London, GB | Formerly of New York, Buenos Aires, Fife, and the Western Cape. | Saoránach d’Éirinn.

Cross-Border Raids into Finance

The St James’s offices of Aim-quoted Cluff Gold in London resemble an explorer’s den: an antique globe, exotic objets d’art on the walls and a bust of Jan Smuts, the South African statesman, greeting visitors in the corridor.

It is the work of Algy Cluff, the buccaneering 71-year-old chairman of the west African gold producer. Just returned from shooting guinea-fowl in the Kalahari Desert, Mr Cluff’s air of patrician derring-do could have been sketched by the pen of Evelyn Waugh.

Having worked in Africa long before it became a fashionable investment destination Mr Cluff is modest about the key to success in frontier markets: “Good manners.”

It used to be the certifiable Cusack position that the realms of finance & business were dead dull and to be avoided at all costs. I do read the Financial Times fairly often — especially for its praise-worthy and restrained weekend edition — but I’ve always steered well clear of the Companies & Markets section that appears in the paper’s Monday-through-Friday editions. A week or so ago, inspired by some bizarre exotic curiousity, I wandered over the borders into the territory of Companies & Markets for the first time, and was fascinated by the intricacy of what I found, as well as how interesting it all was.

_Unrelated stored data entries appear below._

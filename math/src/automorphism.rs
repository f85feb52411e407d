use crate::modulus::WordOps;

/// Generator of the cyclic subgroup of (Z/2nZ)^* whose orbits are the rows.
pub const GALOISGENERATOR: u64 = 3;

/// Returns GALOISGENERATOR^steps mod 2n.
/// Negative steps are taken modulo the order n/2 of the generator.
pub fn galois_element(steps: i64, n: usize) -> usize {
    let cyclotomic_order: u64 = (n as u64) << 1;
    let mask: u64 = cyclotomic_order - 1;
    let exponent: u64 = steps.rem_euclid((n >> 1).max(1) as i64) as u64;
    let mut gal_el: u64 = 1;
    let mut base: u64 = GALOISGENERATOR;
    let mut e: u64 = exponent;
    while e > 0 {
        if e & 1 == 1 {
            gal_el = gal_el.wrapping_mul(base) & mask;
        }
        base = base.wrapping_mul(base) & mask;
        e >>= 1;
    }
    gal_el as usize
}

/// Lookup table for the automorphism X -> X^gal_el of Z_q[X]/(X^n+1).
///
/// In the NTT domain b[i] = a[permutation[i]]. In the coefficient domain
/// b[permutation[i] & (n-1)] = ±a[i], with the sign carried by the MSB.
#[derive(Clone, Debug, PartialEq, Eq)]
pub struct AutomorphismPermutation {
    pub gal_el: usize,
    pub permutation: Vec<usize>,
}

impl AutomorphismPermutation {
    /// Method will panic if n is not a power of two or if gal_el is even.
    pub fn new<const NTT: bool>(n: usize, gal_el: usize) -> Self {
        assert!(
            n >= 2 && n & (n - 1) == 0,
            "invalid n={}: not a power-of-two",
            n
        );
        assert!(
            gal_el & 1 == 1,
            "invalid gal_el={}: not coprime with 2n={}",
            gal_el,
            2 * n
        );

        let mask: usize = (n << 1) - 1;
        let log_n: usize = n.log2();
        let mut permutation: Vec<usize> = Vec::with_capacity(n);

        if NTT {
            for i in 0..n {
                let exponent: usize = 2 * i.reverse_bits_msb(log_n as u32) + 1;
                let gal_el_i: usize = (gal_el.wrapping_mul(exponent) & mask) >> 1;
                permutation.push(gal_el_i.reverse_bits_msb(log_n as u32));
            }
        } else {
            for i in 0..n {
                let gal_el_i: usize = i.wrapping_mul(gal_el) & mask;
                let sign: usize = (gal_el_i >> log_n) & 1;
                permutation.push((gal_el_i & (n - 1)) | (sign << (usize::BITS - 1)));
            }
        }

        Self {
            gal_el: gal_el & mask,
            permutation,
        }
    }
}

#[cfg(test)]
mod tests {
    use super::*;

    #[test]
    fn galois_elements() {
        assert_eq!(galois_element(0, 8), 1);
        assert_eq!(galois_element(1, 8), 3);
        assert_eq!(galois_element(2, 8), 9);
        assert_eq!(galois_element(-1, 8), 11);
        assert_eq!(galois_element(4, 8), 1);
        assert_eq!(galois_element(1, 1 << 13), 3);
    }

    #[test]
    fn ntt_permutation_is_bijective() {
        for gal_el in [3, 9, 15, 31] {
            let perm: AutomorphismPermutation = AutomorphismPermutation::new::<true>(16, gal_el);
            let mut seen: Vec<bool> = vec![false; 16];
            perm.permutation.iter().for_each(|&j| seen[j] = true);
            assert!(seen.iter().all(|&s| s), "gal_el={}", gal_el);
        }
    }

    #[test]
    fn coefficient_permutation_signs() {
        // X^3 under X -> X^3 in Z[X]/(X^4+1): X^(3*3) = X^9 = X^1.
        let perm: AutomorphismPermutation = AutomorphismPermutation::new::<false>(4, 3);
        let msb: usize = 1 << (usize::BITS - 1);
        assert_eq!(perm.permutation, vec![0, 3, 2 | msb, 1]);
    }
}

Also, when younger I thought only boring people went into finance, but after graduating from university and seeing everyone toddle along their various paths, I find that about half the fun and interesting people I know have ended up doing somethingerother financial — another assault on Cusack’s anti-finance defences. I am aided in my exploration of this intricate world by a nifty little book I’ve stolen from a friend’s collection: How to Read the Financial Pages by Michael Brett; basically finance for layfolk such as yours truly. And of course I am still enjoying Philip O’Sullivan’s Market Musings.

Admittedly, much of this is sparked by the initial public offering of Glencore. There’s something splendidly boyish and fun about commodities (especially gold, as the above-mentioned Mr Cluff surely knows) and Glencore’s massive corner of the global commodities market is truly beyond the dreams of avarice. There is, apparently, gold in them thar hills.

Published at 7:30 pm on Tuesday 31 May 2011. Categories: Errant Thoughts Tags: , .
Comments

Don’t forget who bought most of the Financial Times you have read in your life!
Yes, finance can be interesting, and there are a higher than usual number of characters in the sector…

John Cusack 3 Jun 2011 12:20 am

Tsk tsk. What a deplorable descent into the realm of the mundane.